Oak Harbor, Washington
At Nite Owl Tattoo, in Oak Harbor, Washington, things are not exactly as they seem. The walls are covered with framed sheets of American traditional flash. But that doesn’t mean this is an old-school shop. Owner William Lloyd and his crew like to put their own modern twist on the classic style.
“If you look at a picture of a traditional tattoo it seems so basic and simple — it looks easy, but that’s what makes it incredibly difficult,” who opened Nite Owl in 2012, on Whidbey Island in Puget Sound, north of Seattle.

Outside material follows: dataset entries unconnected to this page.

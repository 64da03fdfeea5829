//! The two register liveness queries. Both walk forward from the current
//! scan point over the concatenation of emitted and pending lines, with a
//! visited-label set to break loops and a return-frame stack to resume the
//! fall-through path of conditional branches. Both are hints, not proofs:
//! callers gate value-visible rewrites behind the aggressive flags.

use std::collections::HashSet;

use core_line::{classify, flow_kind, AsmBuf, FlowKind, Reg, RegSet, TailGuard};
use tracing::trace;

use crate::map::ControlFlowMap;

/// Walk-step budget; a loop-dense function cannot stall a query.
const MAX_STEPS: usize = 50_000;

/// True when the function enclosing the region terminates with `rte`:
/// interrupt handlers preserve even the scratch-pad registers and calls
/// inside them are treated as transparent.
pub fn region_is_interrupt(buf: &AsmBuf, map: &ControlFlowMap) -> bool {
    (map.func_start..map.func_end).any(|idx| {
        buf.line(idx)
            .instr()
            .is_some_and(|ins| ins.op == "rte")
    })
}

/// Find registers of `class` free for use at the current scan point,
/// excluding `excludes`. A register is free when at least one complete
/// path reaches a definite overwrite before any read, and no explored path
/// reads it first. The last `window` emitted lines (the ones a rule is
/// about to replace) are neutralized for the duration of the query.
///
/// Returns candidates ordered d0..d7 then a0..a6.
pub fn find_free_after_use(
    buf: &mut AsmBuf,
    window: usize,
    class: RegSet,
    excludes: RegSet,
) -> Vec<Reg> {
    let guard = TailGuard::neutralize(buf, window);
    let buf = guard.buf();
    let map = ControlFlowMap::build(buf);
    let interrupt = region_is_interrupt(buf, &map);
    let initial = class
        .difference(excludes)
        .difference(RegSet::single(Reg::A7));
    if initial.is_empty() {
        return Vec::new();
    }

    let mut confirmed = RegSet::EMPTY;
    let mut eliminated = RegSet::EMPTY;
    let mut visited: HashSet<String> = HashSet::new();
    let mut frames: Vec<(usize, RegSet)> = vec![(buf.cursor(), initial)];
    let mut steps = 0usize;

    while let Some((start, start_alive)) = frames.pop() {
        let mut pos = start;
        let mut alive = start_alive;
        loop {
            steps += 1;
            if steps > MAX_STEPS {
                eliminated = eliminated.union(alive);
                break;
            }
            if pos >= map.func_end || pos >= buf.len() {
                break;
            }
            let line = buf.line(pos);
            if let Some(usage) = classify(line) {
                let reads = usage.reads.intersect(alive);
                if !reads.is_empty() {
                    eliminated = eliminated.union(reads);
                    alive = alive.difference(reads);
                }
                let writes = usage.overwrites.intersect(alive);
                if !writes.is_empty() {
                    confirmed = confirmed.union(writes);
                    alive = alive.difference(writes);
                }
            }
            if alive.is_empty() {
                break;
            }
            match flow_kind(line) {
                FlowKind::Return | FlowKind::FunctionEnd => {
                    // A candidate that reaches the return unread is usable
                    // provided the caller commits it through the frame
                    // maintainer, which restores it before this point.
                    // Scratch registers may carry the return value, so
                    // they stay unconfirmed here.
                    let saveable = if interrupt {
                        alive
                    } else {
                        alive.difference(RegSet::SCRATCH)
                    };
                    confirmed = confirmed.union(saveable);
                    break;
                }
                FlowKind::Goto { target } => {
                    match target.as_deref().and_then(|t| map.def(t)) {
                        Some(def) => {
                            let name = target.unwrap();
                            if visited.insert(name) {
                                pos = def;
                                continue;
                            }
                            break;
                        }
                        None => {
                            // Cannot follow: all paths may reach anywhere.
                            eliminated = eliminated.union(alive);
                            break;
                        }
                    }
                }
                FlowKind::Branch { target } => match map.def(&target) {
                    Some(def) => {
                        if visited.insert(target) {
                            frames.push((pos + 1, alive));
                            pos = def;
                            continue;
                        }
                        pos += 1;
                        continue;
                    }
                    None => {
                        eliminated = eliminated.union(alive);
                        break;
                    }
                },
                FlowKind::Call { .. } => {
                    if !interrupt {
                        // Scratch-pad registers are callee-clobbered and
                        // carry no arguments; their current value is dead.
                        let scratch = alive.intersect(RegSet::SCRATCH);
                        confirmed = confirmed.union(scratch);
                        alive = alive.difference(scratch);
                        if alive.is_empty() {
                            break;
                        }
                    }
                    pos += 1;
                }
                FlowKind::Label(_) | FlowKind::Other => pos += 1,
            }
        }
    }

    let free = confirmed.difference(eliminated);
    trace!(
        target: "flow",
        free = ?free.iter().collect::<Vec<_>>(),
        eliminated = ?eliminated.iter().collect::<Vec<_>>(),
        "find_free_after_use"
    );
    free.iter().collect()
}

/// Is `reg` read on some path from the current scan point before being
/// definitely overwritten? Ambiguous control flow answers `true`. At a
/// return, callee-saved registers answer `true` (the caller relies on
/// them); scratch-pad registers answer `false` in ordinary routines.
pub fn used_before_overwritten(buf: &mut AsmBuf, window: usize, reg: Reg) -> bool {
    let guard = TailGuard::neutralize(buf, window);
    let buf = guard.buf();
    let map = ControlFlowMap::build(buf);
    let interrupt = region_is_interrupt(buf, &map);

    let mut visited: HashSet<String> = HashSet::new();
    let mut frames: Vec<usize> = vec![buf.cursor()];
    let mut steps = 0usize;

    while let Some(start) = frames.pop() {
        let mut pos = start;
        loop {
            steps += 1;
            if steps > MAX_STEPS {
                return true;
            }
            if pos >= map.func_end || pos >= buf.len() {
                // Fell off the region without a return: keep the safe
                // answer for callee-saved registers.
                if !reg.is_scratch() || interrupt {
                    return true;
                }
                break;
            }
            let line = buf.line(pos);
            if let Some(usage) = classify(line) {
                if usage.reads.contains(reg) {
                    return true;
                }
                if usage.overwrites.contains(reg) {
                    break;
                }
            }
            match flow_kind(line) {
                FlowKind::Return | FlowKind::FunctionEnd => {
                    if !reg.is_scratch() || interrupt {
                        return true;
                    }
                    break;
                }
                FlowKind::Goto { target } => match target.as_deref().and_then(|t| map.def(t)) {
                    Some(def) => {
                        let name = target.unwrap();
                        if visited.insert(name) {
                            pos = def;
                            continue;
                        }
                        break;
                    }
                    None => return true,
                },
                FlowKind::Branch { target } => match map.def(&target) {
                    Some(def) => {
                        if visited.insert(target) {
                            frames.push(pos + 1);
                            pos = def;
                            continue;
                        }
                        pos += 1;
                        continue;
                    }
                    None => return true,
                },
                FlowKind::Call { .. } => {
                    if !interrupt && reg.is_scratch() {
                        // Callee-clobbered: the current value is dead past
                        // the call on this path.
                        break;
                    }
                    pos += 1;
                }
                FlowKind::Label(_) | FlowKind::Other => pos += 1,
            }
        }
    }
    false
}

#[cfg(test)]
mod tests {
    use super::*;
    use core_line::Line;

    fn buf(lines: &[&str], cursor: usize) -> AsmBuf {
        let mut b = AsmBuf::load(lines.iter().map(|l| Line::new(*l)).collect());
        b.set_cursor(cursor);
        b
    }

    #[test]
    fn overwritten_register_is_free() {
        let mut b = buf(
            &[
                ".type f,@function",
                "f:",
                "move.l %d0,%d1",
                "moveq #0,%d2",
                "move.l %d2,%d3",
                "rts",
                ".size f,.-f",
            ],
            3, // query point before `moveq #0,%d2`
        );
        let free = find_free_after_use(&mut b, 0, RegSet::DATA, RegSet::EMPTY);
        // d2 is overwritten before any read; d3 likewise.
        assert!(free.contains(&Reg::D2));
        assert!(free.contains(&Reg::D3));
        // Scratch d1 reaches rts without an overwrite: it may carry the
        // return value, so it stays unconfirmed.
        assert!(!free.contains(&Reg::D1));
        // Callee-saved d4 is reportable: committing it saves/restores it.
        assert!(free.contains(&Reg::D4));
    }

    #[test]
    fn read_before_overwrite_eliminates() {
        let mut b = buf(
            &[
                ".type f,@function",
                "f:",
                "move.l %d2,%d3",
                "moveq #0,%d2",
                "rts",
                ".size f,.-f",
            ],
            2,
        );
        let free = find_free_after_use(&mut b, 0, RegSet::DATA, RegSet::EMPTY);
        assert!(!free.contains(&Reg::D2), "read at cursor comes first");
        assert!(free.contains(&Reg::D3));
    }

    #[test]
    fn both_branch_arms_must_agree() {
        let mut b = buf(
            &[
                ".type f,@function",
                "f:",
                "bne .L1",
                "move.l %d4,%d0",
                ".L1:",
                "moveq #1,%d4",
                "rts",
                ".size f,.-f",
            ],
            2,
        );
        let free = find_free_after_use(&mut b, 0, RegSet::DATA, RegSet::EMPTY);
        // d4 is read on the fall-through arm even though the target arm
        // overwrites it.
        assert!(!free.contains(&Reg::D4));
    }

    #[test]
    fn computed_jump_is_worst_case() {
        let mut b = buf(
            &[
                ".type f,@function",
                "f:",
                "jmp (%a0)",
                "moveq #0,%d5",
                "rts",
                ".size f,.-f",
            ],
            2,
        );
        let free = find_free_after_use(&mut b, 0, RegSet::DATA, RegSet::EMPTY);
        assert!(free.is_empty());
    }

    #[test]
    fn call_confirms_scratch() {
        let mut b = buf(
            &[
                ".type f,@function",
                "f:",
                "jsr helper",
                "rts",
                ".size f,.-f",
            ],
            2,
        );
        let free = find_free_after_use(&mut b, 0, RegSet::DATA, RegSet::EMPTY);
        // d0/d1 are dead across the call; d2..d7 are reportable via the
        // save/restore commitment at the return.
        assert!(free.contains(&Reg::D0));
        assert!(free.contains(&Reg::D1));
        assert!(free.contains(&Reg::D2));
    }

    #[test]
    fn used_query_sees_reads_and_writes() {
        let mut b = buf(
            &[
                ".type f,@function",
                "f:",
                "add.l %d3,%d4",
                "rts",
                ".size f,.-f",
            ],
            2,
        );
        assert!(used_before_overwritten(&mut b, 0, Reg::D3));
        let mut b = buf(
            &[
                ".type f,@function",
                "f:",
                "moveq #9,%d3",
                "rts",
                ".size f,.-f",
            ],
            2,
        );
        assert!(!used_before_overwritten(&mut b, 0, Reg::D3));
    }

    #[test]
    fn callee_saved_is_used_at_return() {
        let mut b = buf(
            &[".type f,@function", "f:", "rts", ".size f,.-f"],
            2,
        );
        assert!(used_before_overwritten(&mut b, 0, Reg::D2));
        assert!(!used_before_overwritten(&mut b, 0, Reg::D1));
    }

    #[test]
    fn neutralized_window_is_ignored() {
        let mut b = buf(
            &[
                ".type f,@function",
                "f:",
                "move.l %d5,%d0",
                "moveq #0,%d5",
                "rts",
                ".size f,.-f",
            ],
            3,
        );
        // Without neutralization the emitted `move.l %d5,%d0` would not
        // matter anyway (it is behind the cursor); the guard must restore
        // text afterwards.
        let before = b.line(2).text().to_string();
        let _ = find_free_after_use(&mut b, 1, RegSet::DATA, RegSet::EMPTY);
        assert_eq!(b.line(2).text(), before);
    }
}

Lloyd was introduced to tattooing back in high school when he would hang out at his friend’s pop’s shop back when it was actually illegal to tattoo on the island. His apprenticeship was certainly old school – cleaning tubes, organizing, drawing and other chores, and that’s where he gained an appreciation for the kind of tattoos that stand the test of time.

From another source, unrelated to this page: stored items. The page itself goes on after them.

//! Multi-line window rules. The driver offers the last `k` emitted lines
//! for `k = limit..=2`; each family inspects the window and answers with a
//! replacement or "no change".

mod calls;
mod compact;
mod movem;

use crate::{Rewrite, RuleCtx};

pub struct MultiRule {
    pub name: &'static str,
    pub apply: fn(&mut RuleCtx<'_>, usize) -> Option<Rewrite>,
}

pub const RULES: &[MultiRule] = &[
    MultiRule {
        name: "movem-push-coalesce",
        apply: movem::coalesce_push,
    },
    MultiRule {
        name: "movem-pop-coalesce",
        apply: movem::coalesce_pop,
    },
    MultiRule {
        name: "movem-stride-loads",
        apply: movem::stride_loads,
    },
    MultiRule {
        name: "range-test",
        apply: compact::range_test,
    },
    MultiRule {
        name: "tail-call",
        apply: calls::tail_call,
    },
    MultiRule {
        name: "bsr-chain-pea",
        apply: calls::bsr_chain,
    },
    MultiRule {
        name: "direct-call",
        apply: calls::direct_call,
    },
    MultiRule {
        name: "pea-jump",
        apply: calls::pea_jump,
    },
    MultiRule {
        name: "zero-pair",
        apply: compact::zero_pair,
    },
    MultiRule {
        name: "array-index",
        apply: compact::array_index,
    },
    MultiRule {
        name: "push-compact",
        apply: compact::push_compact,
    },
    MultiRule {
        name: "clear-before-word-move",
        apply: compact::clear_before_word_move,
    },
    MultiRule {
        name: "tas-io",
        apply: compact::tas_io,
    },
];
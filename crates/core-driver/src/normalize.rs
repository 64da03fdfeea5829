//! GAS-syntax normalization: bring the compiler's idioms into one
//! canonical spelling so every later rewrite needs only one pattern.
//! Applying the pass twice yields the same text as applying it once.

use core_config::OptimizerConfig;
use core_line::{from_movem_mask, format_movem_list, patterns, AsmBuf, Disp, Line, Operand};
use tracing::debug;

pub fn run(buf: &mut AsmBuf, cfg: &OptimizerConfig) -> usize {
    let mut changed = 0usize;
    for idx in 0..buf.len() {
        if buf.line(idx).pinned {
            continue;
        }
        let old = buf.line(idx).text().to_string();
        let new = normalize_line(&old, cfg);
        if new != old {
            buf.line_mut(idx).set_text(new);
            changed += 1;
        }
    }
    changed += rename_local_labels(buf);
    if changed > 0 {
        debug!(target: "driver", lines = changed, "normalized");
    }
    changed
}

fn normalize_line(text: &str, cfg: &OptimizerConfig) -> String {
    let mut text = text.to_string();

    // `%pc@(disp,%dN:s)` -> `disp(%pc,%dN.s)`
    if text.contains("%pc@") {
        text = patterns::PC_AT
            .replace_all(&text, |caps: &regex::Captures<'_>| {
                format!("{}(%pc,%{}.{})", &caps[1], &caps[2], &caps[3])
            })
            .into_owned();
    }

    // `%fp` is `%a6`.
    if text.contains("%fp") {
        text = patterns::FP_ALIAS.replace_all(&text, "%a6").into_owned();
    }

    // Optional: long-indexed addressing down to word indexing. Off by
    // default; it changes addressing when the index exceeds 16 bits.
    if cfg.use_aggressive_replace_long_indirect_by_word && text.contains(".l)") {
        text = patterns::INDEX_LONG.replace_all(&text, "${1}.w)").into_owned();
    }

    normalize_operands(&text).unwrap_or(text)
}

/// Operand-level canonicalization: numeric movem masks become symbolic
/// lists, redundant parentheses around bare symbols and immediates go
/// away. Returns `None` when the line has no operands to rework.
fn normalize_operands(text: &str) -> Option<String> {
    let line = Line::new(text);
    let ins = line.instr()?;
    let mut raw = ins.raw.clone();
    let mut touched = false;

    if ins.op == "movem" && raw.len() == 2 {
        for pos in 0..2 {
            if let Some(Operand::Imm(Disp::Num(mask))) = ins.operand(pos).cloned() {
                let predec = matches!(ins.operand(1), Some(Operand::PreDec(_)));
                let set = from_movem_mask(mask as u16, predec);
                raw[pos] = format_movem_list(set);
                touched = true;
            }
        }
    }

    if matches!(ins.op.as_str(), "jmp" | "jsr" | "jra" | "jbsr" | "bra" | "bsr" | "pea") {
        if let Some(first) = raw.first_mut() {
            if let Some(caps) = patterns::PAREN_SYMBOL.captures(first) {
                *first = caps[1].to_string();
                touched = true;
            }
        }
    }

    for part in raw.iter_mut() {
        if let Some(caps) = patterns::PAREN_IMMEDIATE.captures(part) {
            *part = format!("#{}", &caps[1]);
            touched = true;
        }
    }

    if !touched {
        return None;
    }
    let size = match ins.size {
        Some(s) => format!(".{s}"),
        None => {
            if ins.short {
                ".s".to_string()
            } else {
                String::new()
            }
        }
    };
    Some(format!("{}{} {}", ins.op, size, raw.join(",")))
}

/// Rename compiler-local numeric labels (`0:`..`9:`, referenced as
/// `0f`/`0b`) to unique names, rewriting every referencing branch. GAS
/// resolves these positionally; so do we.
fn rename_local_labels(buf: &mut AsmBuf) -> usize {
    let mut defs: Vec<(usize, char, String)> = Vec::new();
    let mut serial = 0usize;
    for idx in 0..buf.len() {
        if buf.line(idx).pinned {
            continue;
        }
        let digit = match buf.line(idx).numeric_label() {
            Some(d) => d.chars().next().unwrap(),
            None => continue,
        };
        let name = format!(".LN{digit}_{serial}");
        serial += 1;
        defs.push((idx, digit, name));
    }
    if defs.is_empty() {
        return 0;
    }

    let mut changed = 0usize;
    for (idx, _, name) in &defs {
        let old = buf.line(*idx).text().to_string();
        let rest = old[2..].to_string(); // past `N:`
        buf.line_mut(*idx).set_text(format!("{name}:{rest}"));
        changed += 1;
    }

    for idx in 0..buf.len() {
        if buf.line(idx).pinned {
            continue;
        }
        let Some(ins) = buf.line(idx).instr() else {
            continue;
        };
        let mut raw = ins.raw.clone();
        let mut touched = false;
        for part in raw.iter_mut() {
            let Some(caps) = patterns::NUMERIC_LABEL_REF.captures(part) else {
                continue;
            };
            let digit = caps[1].chars().next().unwrap();
            let forward = &caps[2] == "f";
            let resolved = if forward {
                defs.iter().find(|(d, c, _)| *d > idx && *c == digit)
            } else {
                defs.iter().rev().find(|(d, c, _)| *d <= idx && *c == digit)
            };
            if let Some((_, _, name)) = resolved {
                *part = name.clone();
                touched = true;
            }
        }
        if touched {
            let size = match ins.size {
                Some(s) => format!(".{s}"),
                None if ins.short => ".s".to_string(),
                None => String::new(),
            };
            buf.line_mut(idx)
                .set_text(format!("{}{} {}", ins.op, size, raw.join(",")));
            changed += 1;
        }
    }
    changed
}

#[cfg(test)]
mod tests {
    use super::*;

    fn norm(text: &str) -> String {
        normalize_line(text, &OptimizerConfig::default())
    }

    #[test]
    fn pc_at_form_is_rewritten() {
        assert_eq!(norm("jmp %pc@(2,%d0:w)"), "jmp 2(%pc,%d0.w)");
    }

    #[test]
    fn fp_becomes_a6() {
        assert_eq!(norm("move.l 8(%fp),%d0"), "move.l 8(%a6),%d0");
    }

    #[test]
    fn long_index_stays_without_flag() {
        assert_eq!(norm("move.w 4(%a0,%d1.l),%d0"), "move.w 4(%a0,%d1.l),%d0");
        let mut cfg = OptimizerConfig::default();
        cfg.use_aggressive_replace_long_indirect_by_word = true;
        assert_eq!(
            normalize_line("move.w 4(%a0,%d1.l),%d0", &cfg),
            "move.w 4(%a0,%d1.w),%d0"
        );
    }

    #[test]
    fn movem_mask_becomes_symbolic() {
        // d2-d3 push: predecrement mask bits are reversed.
        assert_eq!(
            norm("movem.l #12288,-(%sp)"),
            "movem.l %d2-%d3,-(%sp)"
        );
        assert_eq!(
            norm("movem.l (%sp)+,#12"),
            "movem.l (%sp)+,%d2-%d3"
        );
    }

    #[test]
    fn redundant_parens_are_stripped() {
        assert_eq!(norm("jsr (frobnicate)"), "jsr frobnicate");
        assert_eq!(norm("move.l #(42),%d0"), "move.l #42,%d0");
        // Register indirection is not redundant.
        assert_eq!(norm("jsr (%a0)"), "jsr (%a0)");
    }

    #[test]
    fn normalization_is_idempotent() {
        for text in [
            "jmp %pc@(2,%d0:w)",
            "move.l 8(%fp),%d0",
            "movem.l #12288,-(%sp)",
            "jsr (frobnicate)",
        ] {
            let once = norm(text);
            assert_eq!(norm(&once), once, "for {text}");
        }
    }

    #[test]
    fn local_labels_become_unique_names() {
        let mut buf = AsmBuf::load(
            ["1:", "move.l %d0,%d1", "bne 1b", "bra 2f", "2:", "rts"]
                .iter()
                .map(|t| Line::new(*t))
                .collect(),
        );
        rename_local_labels(&mut buf);
        let texts: Vec<&str> = buf.lines().iter().map(|l| l.text()).collect();
        assert_eq!(
            texts,
            vec![
                ".LN1_0:",
                "move.l %d0,%d1",
                "bne .LN1_0",
                "bra .LN2_1",
                ".LN2_1:",
                "rts"
            ]
        );
    }
}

“Over time, most tattoos are going to fade and the lines are going to swell out. But with traditional, the colors are saturated into the skin, so it will have the longest lifetime,” Lloyd says.
There are definitely dynamics to traditional. But according to Lloyd, the rules nowadays are a lot looser.
“I really like the to put twists on art from old school tattooers, like Bert Grimm, Sailor Jerry and Cap Coleman, and bring the style into the modern age,” he says.
“I think they were limited back in their day. Like with some of the line work, you can tell exactly what it is, but it just need to be freshened up,” he adds. “It’s kind of like if somebody were to come in with a tattoo idea, I would draw over that tattoo idea to make it my own. I try and do the same with all the older stuff.”
Check out the portfolios at the shop and you’ll have no trouble seeing the well-rounded talents of Lloyd and his fellow artists – Molly Vigallon, Seth Smith and Joshua Jay. In the traditional, you’ll find tried and true designs ranging from nautical to roses and flaming hearts. You’ll also see Star Wars and pop culture inspired pieces. Anything, Lloyd says, can be turned into traditional with the right touch.
“The hard part about drawing is turning your brain off and just drawing,” he says. “If you put too much into it, it’s not going to look like a typical traditional tattoo. It’s best to keep it basic.”
Typical traditional uses only a few colors, but Lloyd might pick from a dozen or more. Then again, just because a traditional tattoo is traditionally colored, doesn’t mean that it can’t simply be black and grey. B&G is another of Lloyd’s favorite techniques, and he’s not afraid to fuse the two styles.
“Normally you don’t put a gray wash in traditional tattooing, but it can be done, and it can look great,” he says. “I like it to have more contrast; so more black, then softer shading because that’s what’s going to hold it together.”
When it comes to ink, Lloyd has a preference for Eternal, but every brand has its best colors, and on the trays at Nite Owl, you’ll also find, Fusion, Dynamic, Intenze, and Waverly. As for machines, Lloyd sticks with good old fashioned coils that he says work especially well with the traditional style tattoos.
“I go off the feeling in my hand and the sound of the machine to know If I’m getting a good line or if I’m bouncing off the skin. I use my senses to make sure that my machine is working correctly and my needles are gliding properly.”
For the last five years, Lloyd has used the same machine, made by Adam Rosenthal at River City Machinery, for 95 percent of his tattoos. “I’ve never really had to retune it,” he says.
The Nite Owl crew travels to expos as frequently as their schedules allow. Not only do they meet and work with new clients, they’re also excited to be able to kick it with other tattoo artists who they admire. Another big part of going to a show is having your work critiqued in the daily competitions. Yes, they’ve got Best of Show and Best of Tattoo for the day trophies, but what really counts is the opportunity to further their art.
“Even if you don’t win anything, you’re getting your tattoos out there for people to see. It’s really awesome to get constructive criticism from the judges, who are usually heavy hitters. That’s feedback we can put towards making a better tattoo,” Lloyd says.
And as for American Traditional? “It’s never going to go away. It’s continually growing because people are pushing the limits of what can be traditional and what’s excepted.”